*** DATASET ***
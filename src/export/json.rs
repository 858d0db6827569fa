//! Structured JSON document: nodes, edges, run metadata.
//!
//! This document is the only contract toward importers. Field names are
//! stable: importers read `nodes[].{name,x,y,z,req_direct,dep_direct,...}`
//! and `edges[].{source,target}`.

use std::io::Write;

use serde::{Deserialize, Serialize};

use super::metrics::{compute_metrics, NodeMetrics};
use crate::layout::LayoutParams;
use crate::model::{Edge, SkillGraph, SkillNode};
use crate::Result;

/// One node as written to the document.
#[derive(Debug, Clone, PartialEq, Serialize, Deserialize)]
pub struct NodeRecord {
    pub name: String,
    pub familiarity: String,
    pub familiarity_num: u8,
    pub interest: String,
    pub interest_num: u8,
    pub market: String,
    pub market_num: u8,
    pub req_score: f64,
    pub master_score: f64,
    pub req_indirect: f64,
    pub dep_indirect: f64,
    pub x: f64,
    pub y: f64,
    pub z: f64,
    pub req_direct: usize,
    pub dep_direct: usize,
    #[serde(flatten)]
    pub metrics: NodeMetrics,
}

impl NodeRecord {
    pub fn new(node: &SkillNode, metrics: NodeMetrics) -> Self {
        Self {
            name: node.name.clone(),
            familiarity: node.familiarity.raw.clone(),
            familiarity_num: node.familiarity.value,
            interest: node.interest.raw.clone(),
            interest_num: node.interest.value,
            market: node.market.raw.clone(),
            market_num: node.market.value,
            req_score: node.scores.req_score,
            master_score: node.scores.master_score,
            req_indirect: node.scores.req_indirect,
            dep_indirect: node.scores.dep_indirect,
            x: node.position.x,
            y: node.position.y,
            z: node.position.z,
            req_direct: node.req_direct,
            dep_direct: node.dep_direct,
            metrics,
        }
    }
}

/// Run parameters and totals.
#[derive(Debug, Clone, PartialEq, Serialize, Deserialize)]
pub struct Metadata {
    pub layout: String,
    pub iterations: usize,
    pub spring_length: f64,
    pub repulsion_strength: f64,
    pub total_nodes: usize,
    pub total_edges: usize,
}

impl Metadata {
    pub fn new(graph: &SkillGraph, params: &LayoutParams) -> Self {
        Self {
            layout: params.kind.to_string(),
            iterations: params.iterations,
            spring_length: params.spring_length,
            repulsion_strength: params.repulsion_strength,
            total_nodes: graph.node_count(),
            total_edges: graph.edge_count(),
        }
    }
}

/// The whole document.
#[derive(Debug, Clone, PartialEq, Serialize, Deserialize)]
pub struct NetworkDocument {
    pub nodes: Vec<NodeRecord>,
    pub edges: Vec<Edge>,
    pub metadata: Metadata,
}

impl NetworkDocument {
    /// Snapshot a laid-out graph. Pure: the same graph gives the same
    /// document.
    pub fn build(graph: &SkillGraph, params: &LayoutParams) -> Self {
        let nodes = graph
            .nodes()
            .iter()
            .zip(compute_metrics(graph))
            .map(|(node, metrics)| NodeRecord::new(node, metrics))
            .collect();
        Self {
            nodes,
            edges: graph.edges().to_vec(),
            metadata: Metadata::new(graph, params),
        }
    }
}

/// Write the document as pretty-printed JSON (two-space indent, UTF-8 kept
/// as-is).
pub fn export_json(
    graph: &SkillGraph,
    params: &LayoutParams,
    writer: &mut dyn Write,
) -> Result<()> {
    let doc = NetworkDocument::build(graph, params);
    serde_json::to_writer_pretty(&mut *writer, &doc)?;
    writeln!(writer)?;
    Ok(())
}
***
* **EXERCISE BRIEF**
Write the data out once more, exactly as it was given.

* **SOLUTION TO THIS EXERCISE**
filename src/export/json.rs
repository 858d0db6827569fa
//! Structured JSON document: nodes, edges, run metadata.
//!
//! This document is the only contract toward importers. Field names are
//! stable: importers read `nodes[].{name,x,y,z,req_direct,dep_direct,...}`
//! and `edges[].{source,target}`.

use std::io::Write;

use serde::{Deserialize, Serialize};

use super::metrics::{compute_metrics, NodeMetrics};
use crate::layout::LayoutParams;
use crate::model::{Edge, SkillGraph, SkillNode};
use crate::Result;

/// One node as written to the document.
#[derive(Debug, Clone, PartialEq, Serialize, Deserialize)]
pub struct NodeRecord {
    pub name: String,
    pub familiarity: String,
    pub familiarity_num: u8,
    pub interest: String,
    pub interest_num: u8,
    pub market: String,
    pub market_num: u8,
    pub req_score: f64,
    pub master_score: f64,
    pub req_indirect: f64,
    pub dep_indirect: f64,
    pub x: f64,
    pub y: f64,
    pub z: f64,
    pub req_direct: usize,
    pub dep_direct: usize,
    #[serde(flatten)]
    pub metrics: NodeMetrics,
}

impl NodeRecord {
    pub fn new(node: &SkillNode, metrics: NodeMetrics) -> Self {
        Self {
            name: node.name.clone(),
            familiarity: node.familiarity.raw.clone(),
            familiarity_num: node.familiarity.value,
            interest: node.interest.raw.clone(),
            interest_num: node.interest.value,
            market: node.market.raw.clone(),
            market_num: node.market.value,
            req_score: node.scores.req_score,
            master_score: node.scores.master_score,
            req_indirect: node.scores.req_indirect,
            dep_indirect: node.scores.dep_indirect,
            x: node.position.x,
            y: node.position.y,
            z: node.position.z,
            req_direct: node.req_direct,
            dep_direct: node.dep_direct,
            metrics,
        }
    }
}

/// Run parameters and totals.
#[derive(Debug, Clone, PartialEq, Serialize, Deserialize)]
pub struct Metadata {
    pub layout: String,
    pub iterations: usize,
    pub spring_length: f64,
    pub repulsion_strength: f64,
    pub total_nodes: usize,
    pub total_edges: usize,
}

impl Metadata {
    pub fn new(graph: &SkillGraph, params: &LayoutParams) -> Self {
        Self {
            layout: params.kind.to_string(),
            iterations: params.iterations,
            spring_length: params.spring_length,
            repulsion_strength: params.repulsion_strength,
            total_nodes: graph.node_count(),
            total_edges: graph.edge_count(),
        }
    }
}

/// The whole document.
#[derive(Debug, Clone, PartialEq, Serialize, Deserialize)]
pub struct NetworkDocument {
    pub nodes: Vec<NodeRecord>,
    pub edges: Vec<Edge>,
    pub metadata: Metadata,
}

impl NetworkDocument {
    /// Snapshot a laid-out graph. Pure: the same graph gives the same
    /// document.
    pub fn build(graph: &SkillGraph, params: &LayoutParams) -> Self {
        let nodes = graph
            .nodes()
            .iter()
            .zip(compute_metrics(graph))
            .map(|(node, metrics)| NodeRecord::new(node, metrics))
            .collect();
        Self {
            nodes,
            edges: graph.edges().to_vec(),
            metadata: Metadata::new(graph, params),
        }
    }
}

/// Write the document as pretty-printed JSON (two-space indent, UTF-8 kept
/// as-is).
pub fn export_json(
    graph: &SkillGraph,
    params: &LayoutParams,
    writer: &mut dyn Write,
) -> Result<()> {
    let doc = NetworkDocument::build(graph, params);
    serde_json::to_writer_pretty(&mut *writer, &doc)?;
    writeln!(writer)?;
    Ok(())
}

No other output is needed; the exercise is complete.